WHAT IS EXPECTED:
Please give back word for word the lines below, from the first one through the one with "pub const DEFAULT_BATCH_SIZE: usize = 50;".

DATA FOR REVIEW:
//! Folder reconciliation use case
//!
//! Walks a remote folder tree, flattens it into [`SyncedItem`]s tagged with
//! their full path, and upserts them into the record store keyed by
//! `(owner, external_id)`.
//!
//! ## Walk
//!
//! Depth-first pre-order: a container's entry precedes all of its
//! descendants, and a container's subfolders (with their subtrees) precede
//! its own files. Per container the folder and file listings are requested
//! concurrently. A failed listing skips that container's children only.
//!
//! ## Persistence
//!
//! The flat list is processed in fixed-size chunks: one bulk lookup, one
//! update call per existing record, one bulk insert. The first failing
//! chunk aborts the run; earlier chunks stay committed.

use std::collections::HashSet;
use std::sync::Arc;

use chrono::Utc;
use serde::{Deserialize, Serialize};
use thiserror::Error;
use tracing::{debug, info, warn};

use crate::{
    domain::{
        newtypes::{DriveId, ExternalId, ItemPath, OwnerId},
        DomainError, NewRecord, RecordUpdate, SyncedItem,
    },
    ports::{IRecordStore, IRemoteTreeSource, RemoteEntry},
};

/// Default number of items per persistence chunk
pub const DEFAULT_BATCH_SIZE: usize = 50;

// ============================================================================
// Request / result types
// ============================================================================

/// What to reconcile
#[derive(Debug, Clone, PartialEq, Eq, Serialize, Deserialize)]
#[serde(rename_all = "camelCase")]
pub struct ReconcileRequest {
    /// Remote id of the folder to walk (never emitted itself)
    pub root_container_id: ExternalId,
    /// Drive the folder lives in
    pub drive_id: DriveId,
    /// First path segment of every produced item
    pub root_label: String,
}

impl ReconcileRequest {
    pub fn new(
        root_container_id: ExternalId,
        drive_id: DriveId,
        root_label: impl Into<String>,
    ) -> Self {
        Self {
            root_container_id,
            drive_id,
            root_label: root_label.into(),
        }
    }
}

/// Summary of a completed reconciliation run
#[derive(Debug, Clone, Copy, Default, PartialEq, Eq, Serialize)]
pub struct SyncResult {
    /// Items discovered (inserted + updated)
    pub synced_count: usize,
    /// Items that created a new record
    pub inserted: usize,
    /// Items that updated an existing record
    pub updated: usize,
}

/// Errors that abort a reconciliation run
#[derive(Debug, Error)]
pub enum ReconcileError {
    /// The request itself is unusable (e.g. blank root label)
    #[error("invalid reconcile request: {0}")]
    InvalidRequest(#[from] DomainError),

    /// A chunk lookup or write failed; later chunks were not attempted
    #[error(
        "persistence failed after {committed_chunks} chunk(s) ({discovered} item(s) discovered): {source}"
    )]
    Persistence {
        discovered: usize,
        committed_chunks: usize,
        #[source]
        source: anyhow::Error,
    },
}

impl ReconcileError {
    /// Number of items the walk discovered before the run was aborted
    pub fn discovered(&self) -> usize {
        match self {
            ReconcileError::InvalidRequest(_) => 0,
            ReconcileError::Persistence { discovered, .. } => *discovered,
        }
    }
}

// ============================================================================
// Walk frames
// ============================================================================

/// Pending work on the explicit walk stack
enum Frame {
    /// List the children of a container without emitting it (the root)
    Expand { id: ExternalId, path: ItemPath },
    /// Emit a child container, then expand it
    Container { entry: RemoteEntry, parent: ItemPath },
    /// Emit a container's files once its subfolders are done
    Leaves {
        entries: Vec<RemoteEntry>,
        parent: ItemPath,
    },
}

// ============================================================================
// ReconcileFolderUseCase
// ============================================================================

/// Use case that mirrors a remote folder tree into the record store
pub struct ReconcileFolderUseCase {
    tree_source: Arc<dyn IRemoteTreeSource + Send + Sync>,
    record_store: Arc<dyn IRecordStore + Send + Sync>,
    batch_size: usize,
}

impl ReconcileFolderUseCase {
    /// Creates the use case with the default chunk size
    pub fn new(
        tree_source: Arc<dyn IRemoteTreeSource + Send + Sync>,
        record_store: Arc<dyn IRecordStore + Send + Sync>,
    ) -> Self {
        Self {
            tree_source,
            record_store,
            batch_size: DEFAULT_BATCH_SIZE,
        }
    }

    /// Overrides the chunk size (values below 1 are treated as 1)
    pub fn with_batch_size(mut self, batch_size: usize) -> Self {
        self.batch_size = batch_size.max(1);
        self
    }

    /// Walks the tree and persists every discovered item
    ///
    /// # Errors
    ///
    /// Returns `ReconcileError::Persistence` if a chunk lookup or write
    /// fails. Listing failures are logged and never returned.
    pub async fn execute(
        &self,
        request: &ReconcileRequest,
        owner: &OwnerId,
    ) -> Result<SyncResult, ReconcileError> {
        let root_path = ItemPath::root(request.root_label.clone())?;

        info!(
            root = %request.root_container_id,
            drive = %request.drive_id,
            owner = %owner,
            "Starting folder reconciliation"
        );

        let items = self
            .collect_items(&request.root_container_id, &request.drive_id, root_path, owner)
            .await;

        let result = self.persist(&items, &request.drive_id, owner).await?;

        info!(
            synced = result.synced_count,
            inserted = result.inserted,
            updated = result.updated,
            "Folder reconciliation complete"
        );

        Ok(result)
    }

    /// Walks the remote tree and returns the flat item list in pre-order
    ///
    /// The root is never part of the output. Ids already seen in this run
    /// are skipped, which also breaks cycles.
    pub async fn collect_items(
        &self,
        root_id: &ExternalId,
        drive_id: &DriveId,
        root_path: ItemPath,
        owner: &OwnerId,
    ) -> Vec<SyncedItem> {
        let mut visited: HashSet<ExternalId> = HashSet::new();
        visited.insert(root_id.clone());

        let mut items = Vec::new();
        let mut stack = vec![Frame::Expand {
            id: root_id.clone(),
            path: root_path,
        }];

        while let Some(frame) = stack.pop() {
            match frame {
                Frame::Expand { id, path } => {
                    self.expand(&id, drive_id, path, &mut stack).await;
                }
                Frame::Container { entry, parent } => {
                    if !visited.insert(entry.id.clone()) {
                        debug!(id = %entry.id, "Skipping already visited folder");
                        continue;
                    }
                    let item = SyncedItem::container(
                        entry.id.clone(),
                        &entry.name,
                        entry.media_type,
                        &parent,
                        owner,
                    );
                    let path = item.path.clone();
                    items.push(item);
                    stack.push(Frame::Expand { id: entry.id, path });
                }
                Frame::Leaves { entries, parent } => {
                    for entry in entries {
                        if !visited.insert(entry.id.clone()) {
                            debug!(id = %entry.id, "Skipping already visited file");
                            continue;
                        }
                        items.push(SyncedItem::leaf(
                            entry.id,
                            &entry.name,
                            entry.media_type,
                            &parent,
                            owner,
                        ));
                    }
                }
            }
        }

        items
    }

    /// Lists one container and schedules its children on the stack
    async fn expand(
        &self,
        id: &ExternalId,
        drive_id: &DriveId,
        path: ItemPath,
        stack: &mut Vec<Frame>,
    ) {
        let (containers, leaves) = tokio::join!(
            self.tree_source.list_child_containers(id, drive_id),
            self.tree_source.list_child_leaves(id, drive_id),
        );

        let (containers, leaves) = match (containers, leaves) {
            (Ok(c), Ok(l)) => (c, l),
            (Err(e), _) | (_, Err(e)) => {
                warn!(
                    container = %id,
                    path = %path,
                    error = %format!("{e:#}"),
                    "Failed to list folder, skipping branch"
                );
                return;
            }
        };

        // Stack is LIFO: files go in first so they come out after every
        // subfolder subtree; subfolders are pushed in reverse to keep
        // sibling order.
        if !leaves.is_empty() {
            stack.push(Frame::Leaves {
                entries: leaves,
                parent: path.clone(),
            });
        }
        for entry in containers.into_iter().rev() {
            stack.push(Frame::Container {
                entry,
                parent: path.clone(),
            });
        }
    }

    /// Upserts `items` chunk by chunk
    async fn persist(
        &self,
        items: &[SyncedItem],
        drive_id: &DriveId,
        owner: &OwnerId,
    ) -> Result<SyncResult, ReconcileError> {
        let mut result = SyncResult {
            synced_count: items.len(),
            ..SyncResult::default()
        };

        for (index, chunk) in items.chunks(self.batch_size).enumerate() {
            let (inserted, updated) = self
                .persist_chunk(chunk, drive_id, owner)
                .await
                .map_err(|source| ReconcileError::Persistence {
                    discovered: items.len(),
                    committed_chunks: index,
                    source,
                })?;

            debug!(chunk = index, inserted, updated, "Persisted chunk");
            result.inserted += inserted;
            result.updated += updated;
        }

        Ok(result)
    }

    /// Classifies and writes one chunk, returning `(inserted, updated)`
    async fn persist_chunk(
        &self,
        chunk: &[SyncedItem],
        drive_id: &DriveId,
        owner: &OwnerId,
    ) -> anyhow::Result<(usize, usize)> {
        use anyhow::Context;

        let ids: Vec<ExternalId> = chunk.iter().map(|i| i.external_id.clone()).collect();
        let existing = self
            .record_store
            .find_record_ids(owner, &ids)
            .await
            .context("Failed to look up existing records")?;

        let now = Utc::now();
        let mut inserts = Vec::new();
        let mut updates = Vec::new();
        for item in chunk {
            match existing.get(&item.external_id) {
                Some(record_id) => updates.push(RecordUpdate::from_item(*record_id, item, now)),
                None => inserts.push(NewRecord::from_item(item.clone(), drive_id, now)),
            }
        }

        for update in &updates {
            self.record_store
                .update_record(update)
                .await
                .with_context(|| format!("Failed to update record {}", update.record_id))?;
        }

        if !inserts.is_empty() {
            self.record_store
                .insert_records(&inserts)
                .await
                .context("Failed to insert records")?;
        }

        Ok((inserts.len(), updates.len()))
    }
}

// ============================================================================
// Tests
// ============================================================================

THE COMPLETED TASK:
//! Folder reconciliation use case
//!
//! Walks a remote folder tree, flattens it into [`SyncedItem`]s tagged with
//! their full path, and upserts them into the record store keyed by
//! `(owner, external_id)`.
//!
//! ## Walk
//!
//! Depth-first pre-order: a container's entry precedes all of its
//! descendants, and a container's subfolders (with their subtrees) precede
//! its own files. Per container the folder and file listings are requested
//! concurrently. A failed listing skips that container's children only.
//!
//! ## Persistence
//!
//! The flat list is processed in fixed-size chunks: one bulk lookup, one
//! update call per existing record, one bulk insert. The first failing
//! chunk aborts the run; earlier chunks stay committed.

use std::collections::HashSet;
use std::sync::Arc;

use chrono::Utc;
use serde::{Deserialize, Serialize};
use thiserror::Error;
use tracing::{debug, info, warn};

use crate::{
    domain::{
        newtypes::{DriveId, ExternalId, ItemPath, OwnerId},
        DomainError, NewRecord, RecordUpdate, SyncedItem,
    },
    ports::{IRecordStore, IRemoteTreeSource, RemoteEntry},
};

/// Default number of items per persistence chunk
pub const DEFAULT_BATCH_SIZE: usize = 50;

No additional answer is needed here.